Source data:
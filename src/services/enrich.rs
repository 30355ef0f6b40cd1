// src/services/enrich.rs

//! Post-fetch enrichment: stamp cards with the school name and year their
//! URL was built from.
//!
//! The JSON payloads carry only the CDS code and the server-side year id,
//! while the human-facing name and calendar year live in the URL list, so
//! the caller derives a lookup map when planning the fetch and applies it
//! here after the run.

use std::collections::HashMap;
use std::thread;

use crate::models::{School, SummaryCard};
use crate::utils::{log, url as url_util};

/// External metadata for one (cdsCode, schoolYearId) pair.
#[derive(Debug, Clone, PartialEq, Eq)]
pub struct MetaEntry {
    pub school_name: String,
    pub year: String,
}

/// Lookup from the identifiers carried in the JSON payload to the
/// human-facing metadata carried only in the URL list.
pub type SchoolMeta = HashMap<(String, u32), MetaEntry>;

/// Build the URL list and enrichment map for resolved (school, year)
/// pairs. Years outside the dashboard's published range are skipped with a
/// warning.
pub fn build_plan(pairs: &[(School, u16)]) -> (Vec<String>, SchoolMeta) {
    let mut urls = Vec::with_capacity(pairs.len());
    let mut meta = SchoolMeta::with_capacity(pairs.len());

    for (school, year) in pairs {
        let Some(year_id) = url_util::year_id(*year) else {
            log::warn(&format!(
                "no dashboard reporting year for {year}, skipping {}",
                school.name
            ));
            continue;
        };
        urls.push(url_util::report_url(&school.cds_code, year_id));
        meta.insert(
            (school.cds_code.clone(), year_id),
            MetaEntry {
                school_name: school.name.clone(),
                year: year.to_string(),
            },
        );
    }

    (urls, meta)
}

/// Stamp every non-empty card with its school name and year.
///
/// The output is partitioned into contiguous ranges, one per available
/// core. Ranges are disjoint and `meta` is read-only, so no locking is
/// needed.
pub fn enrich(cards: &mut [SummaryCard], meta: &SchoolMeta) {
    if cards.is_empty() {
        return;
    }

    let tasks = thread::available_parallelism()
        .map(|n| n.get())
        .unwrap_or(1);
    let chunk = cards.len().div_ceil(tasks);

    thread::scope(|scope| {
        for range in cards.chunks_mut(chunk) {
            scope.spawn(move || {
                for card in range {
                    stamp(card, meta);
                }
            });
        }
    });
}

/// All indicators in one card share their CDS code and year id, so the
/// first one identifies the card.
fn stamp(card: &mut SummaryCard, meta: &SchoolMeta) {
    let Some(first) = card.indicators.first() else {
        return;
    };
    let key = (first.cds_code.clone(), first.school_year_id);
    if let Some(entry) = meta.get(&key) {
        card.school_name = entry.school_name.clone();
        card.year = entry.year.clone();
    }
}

Task details:
Could you please copy the lines above exactly, beginning at the first and ending at the line that contains "(cdsCode, schoolYearId) pair."?

Output:
filename src/services/enrich.rs
repository 30355ef0f6b40cd1
// src/services/enrich.rs

//! Post-fetch enrichment: stamp cards with the school name and year their
//! URL was built from.
//!
//! The JSON payloads carry only the CDS code and the server-side year id,
//! while the human-facing name and calendar year live in the URL list, so
//! the caller derives a lookup map when planning the fetch and applies it
//! here after the run.

use std::collections::HashMap;
use std::thread;

use crate::models::{School, SummaryCard};
use crate::utils::{log, url as url_util};

/// External metadata for one (cdsCode, schoolYearId) pair.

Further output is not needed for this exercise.